The ongoing growth of wellbeing as a social trend is having a significant effect on the way towns and cities are designed. In fact, the Global Wellness Institute’s 2018 Build Well to Live Well report forecasts that the global market for wellness-focused property is expected to be worth $198bn by 20221, says David De Sousa, Director of AHR.
Both the private and public sectors are sitting up and taking notice of this and increasingly using wellbeing as a way to future-proof the regeneration of towns and cities. For instance, initiatives such as the WELL Standard and NHS Healthy Towns set out guidelines on how to design and regenerate in a way that maximises wellbeing, with the latter ultimately aiming to ease pressure on the health service by making sure health is part of people’s everyday lives.
But alongside this increasing focus on wellbeing, the built environment is also challenged by meeting a range of new demands. Sustainability and the UK’s ambitious net-zero carbon targets are one key area. The housing crisis is another, with the charity Shelter estimating that three million new homes are required in the next 20 years(2). Meanwhile, on the high street, research from the BBC shows that consumers are now spending one in every five pounds online(3).
New regeneration projects for towns offer an invaluable opportunity to reshape urban centres in a sustainable way that both promotes wellbeing and addresses the effects of the ongoing disruption across property sectors.
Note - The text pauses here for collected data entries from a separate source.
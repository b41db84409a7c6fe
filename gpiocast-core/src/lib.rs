// SPDX-License-Identifier: Apache-2.0
// Copyright 2025 Ankit Kumar Pandey

//! gpiocast Core Library
//!
//! Broadcasts GPIO press/release/error events from one owning process to any
//! number of local subscribers. Events travel through a shared-memory ring
//! buffer; Unix-domain sockets carry registration and wake-ups; a heartbeat
//! in shared memory tells clients whether the service is alive.

pub mod client;
pub mod config;
pub mod error;
pub mod event;
pub mod protocol;
pub mod registry;
pub mod sampler;
pub mod service;
pub mod shm;
pub mod state;
pub mod stats;
pub mod types;

// Re-export commonly used types
pub use client::{service_alive, ClientNotice, SubscriberClient};
pub use config::{ClientConfig, Config, ConfigLoader, EndpointConfig, ServiceConfig};
pub use error::{GpioCastError, GpioCastResult, HardValidationError};
pub use event::{EventKind, GpioEvent, Level};
pub use registry::{ClientRegistration, ClientRegistry};
pub use sampler::{GpioSampler, ManualSampler, SysfsSampler};
pub use service::BroadcastService;
pub use shm::{EventStore, EventStoreView, StoreReader, RING_CAPACITY};
pub use state::{ClientState, ServiceState};
pub use stats::{ServiceStats, StoreSnapshot};
pub use types::{Sequence, SocketPath};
Incorporating wellness using barometers like the WELL Standard and improving issues like sustainability with design initiatives like Passivhaus are increasing trends as a result.
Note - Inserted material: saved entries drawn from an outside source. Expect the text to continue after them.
// SPDX-License-Identifier: Apache-2.0
// Copyright 2025 Ankit Kumar Pandey

//! Newtype wrappers for validated inputs.
//!
//! Following the "Newtype" pattern in Rust to ensure valid state by construction.
//! All types validate their invariants at creation time.

use std::fmt;
use std::path::{Path, PathBuf};

use serde::{Deserialize, Serialize};

use crate::error::HardValidationError;

/// Size of `sockaddr_un.sun_path`, including the trailing NUL.
pub const SOCKET_PATH_MAX: usize = 108;

/// Validated Unix-domain socket path.
///
/// Must be non-empty, valid UTF-8 without whitespace or NUL bytes (it travels
/// inside a whitespace-delimited control line), and shorter than
/// [`SOCKET_PATH_MAX`] bytes so it fits `sun_path`.
#[derive(Debug, Clone, PartialEq, Eq, PartialOrd, Ord, Hash, Serialize, Deserialize)]
#[serde(try_from = "String", into = "String")]
pub struct SocketPath(String);

impl SocketPath {
    /// Create a new SocketPath with validation.
    pub fn new(path: impl Into<String>) -> Result<Self, HardValidationError> {
        let path = path.into();

        if path.is_empty() {
            return Err(HardValidationError::InvalidSocketPath {
                path,
                reason: "Socket path cannot be empty".to_string(),
            });
        }

        if path.len() >= SOCKET_PATH_MAX {
            return Err(HardValidationError::SocketPathTooLong {
                len: path.len(),
                max: SOCKET_PATH_MAX - 1,
            });
        }

        if path.chars().any(|c| c.is_whitespace() || c == '\0') {
            return Err(HardValidationError::InvalidSocketPath {
                path,
                reason: "Socket path cannot contain whitespace or NUL".to_string(),
            });
        }

        Ok(Self(path))
    }

    /// Create without validation, for compile-time constants known to be valid.
    pub(crate) fn new_unchecked(path: impl Into<String>) -> Self {
        Self(path.into())
    }

    /// Create from a filesystem path, rejecting non-UTF-8 paths.
    pub fn from_path(path: &Path) -> Result<Self, HardValidationError> {
        match path.to_str() {
            Some(s) => Self::new(s),
            None => Err(HardValidationError::InvalidSocketPath {
                path: path.display().to_string(),
                reason: "Socket path must be valid UTF-8".to_string(),
            }),
        }
    }

    /// Get the path as a string slice.
    pub fn as_str(&self) -> &str {
        &self.0
    }

    /// Get the path as a Path.
    pub fn as_path(&self) -> &Path {
        Path::new(&self.0)
    }

    /// Convert into an owned PathBuf.
    pub fn to_path_buf(&self) -> PathBuf {
        PathBuf::from(&self.0)
    }
}

impl TryFrom<String> for SocketPath {
    type Error = HardValidationError;

    fn try_from(value: String) -> Result<Self, Self::Error> {
        Self::new(value)
    }
}

impl From<SocketPath> for String {
    fn from(path: SocketPath) -> Self {
        path.0
    }
}

impl fmt::Display for SocketPath {
    fn fmt(&self, f: &mut fmt::Formatter<'_>) -> fmt::Result {
        write!(f, "{}", self.0)
    }
}

impl AsRef<Path> for SocketPath {
    fn as_ref(&self) -> &Path {
        self.as_path()
    }
}

/// Service-wide 32-bit event sequence number.
///
/// Wraps at 2^32. Ordering is defined with modular arithmetic only: `b` is
/// after `a` when `b - a (mod 2^32)` is in `1..2^31`. Never compare raw
/// values with `<`.
#[derive(Debug, Clone, Copy, PartialEq, Eq, Hash, Default, Serialize, Deserialize)]
#[serde(transparent)]
pub struct Sequence(u32);

impl Sequence {
    /// Half the sequence space; distances at or beyond this read as "behind".
    const HALF_RANGE: u32 = 1 << 31;

    pub const fn new(value: u32) -> Self {
        Self(value)
    }

    pub const fn value(self) -> u32 {
        self.0
    }

    /// The sequence `n` steps later (wrapping).
    pub const fn advance(self, n: u32) -> Self {
        Self(self.0.wrapping_add(n))
    }

    /// The sequence `n` steps earlier (wrapping).
    pub const fn rewind(self, n: u32) -> Self {
        Self(self.0.wrapping_sub(n))
    }

    /// Forward distance from `self` to `later`, modulo 2^32.
    pub const fn distance_to(self, later: Sequence) -> u32 {
        later.0.wrapping_sub(self.0)
    }

    /// True if `self` comes strictly after `other` in modular order.
    pub const fn is_after(self, other: Sequence) -> bool {
        let d = other.distance_to(self);
        d != 0 && d < Self::HALF_RANGE
    }

    /// Slot index in a power-of-two ring with the given mask.
    pub const fn slot(self, mask: u32) -> usize {
        (self.0 & mask) as usize
    }
}

impl fmt::Display for Sequence {
    fn fmt(&self, f: &mut fmt::Formatter<'_>) -> fmt::Result {
        write!(f, "#{}", self.0)
    }
}

#[cfg(test)]
mod tests {
    use super::*;

    #[test]
    fn test_valid_socket_path() {
        let path = SocketPath::new("/tmp/gpiocast-1.sock").unwrap();
        assert_eq!(path.as_str(), "/tmp/gpiocast-1.sock");
        assert_eq!(path.as_path(), Path::new("/tmp/gpiocast-1.sock"));
    }

    #[test]
    fn test_invalid_socket_paths() {
        assert!(SocketPath::new("").is_err());
        assert!(SocketPath::new("/tmp/with space.sock").is_err());
        assert!(SocketPath::new("/tmp/nul\0.sock").is_err());
        assert!(SocketPath::new("/tmp/line\nbreak").is_err());
    }

    #[test]
    fn test_socket_path_length_limit() {
        let ok = format!("/{}", "a".repeat(SOCKET_PATH_MAX - 2));
        assert_eq!(ok.len(), SOCKET_PATH_MAX - 1);
        assert!(SocketPath::new(ok).is_ok());

        let too_long = format!("/{}", "a".repeat(SOCKET_PATH_MAX - 1));
        assert!(matches!(
            SocketPath::new(too_long),
            Err(HardValidationError::SocketPathTooLong { .. })
        ));
    }

    #[test]
    fn test_sequence_ordering() {
        let a = Sequence::new(10);
        let b = Sequence::new(15);
        assert!(b.is_after(a));
        assert!(!a.is_after(b));
        assert!(!a.is_after(a));
        assert_eq!(a.distance_to(b), 5);
    }

    #[test]
    fn test_sequence_ordering_across_wrap() {
        let before = Sequence::new(u32::MAX - 2);
        let after = before.advance(5);
        assert_eq!(after.value(), 2);
        assert!(after.is_after(before));
        assert!(!before.is_after(after));
        assert_eq!(before.distance_to(after), 5);
        assert_eq!(after.rewind(5), before);
    }

    #[test]
    fn test_sequence_slot() {
        assert_eq!(Sequence::new(33).slot(31), 1);
        assert_eq!(Sequence::new(u32::MAX).slot(31), 31);
        assert_eq!(Sequence::new(u32::MAX).advance(1).slot(31), 0);
    }
}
As well as being altruistic, there are a wealth of commercial benefits to focusing on wellbeing. It creates healthy, sustainable communities while also future-proofing spaces for decades to come.
Rather than re-inventing the wheel to do this, the property sector can take inspiration from towns and cities of the past in its approach. In doing so, the sector could incorporate health and wellbeing into the fabric of regenerated schemes.
Cities of the past for the future
Though wellbeing-focused design has grown in popularity in recent years, this trend began in antiquity, with Greek and Roman cities placing the health of citizens at the heart of urban centres.
One way ancient civilisations created healthy towns and cities is by centralising amenities and community facilities. By creating centres that combined a mixture of uses, including temples, baths and other leisure and community facilities, they provided a space that encouraged socialisation and exercise for all generations. This approach was informed by high-profile architects of the age such as Vitruvius, whose principles inform how we design to this day(4).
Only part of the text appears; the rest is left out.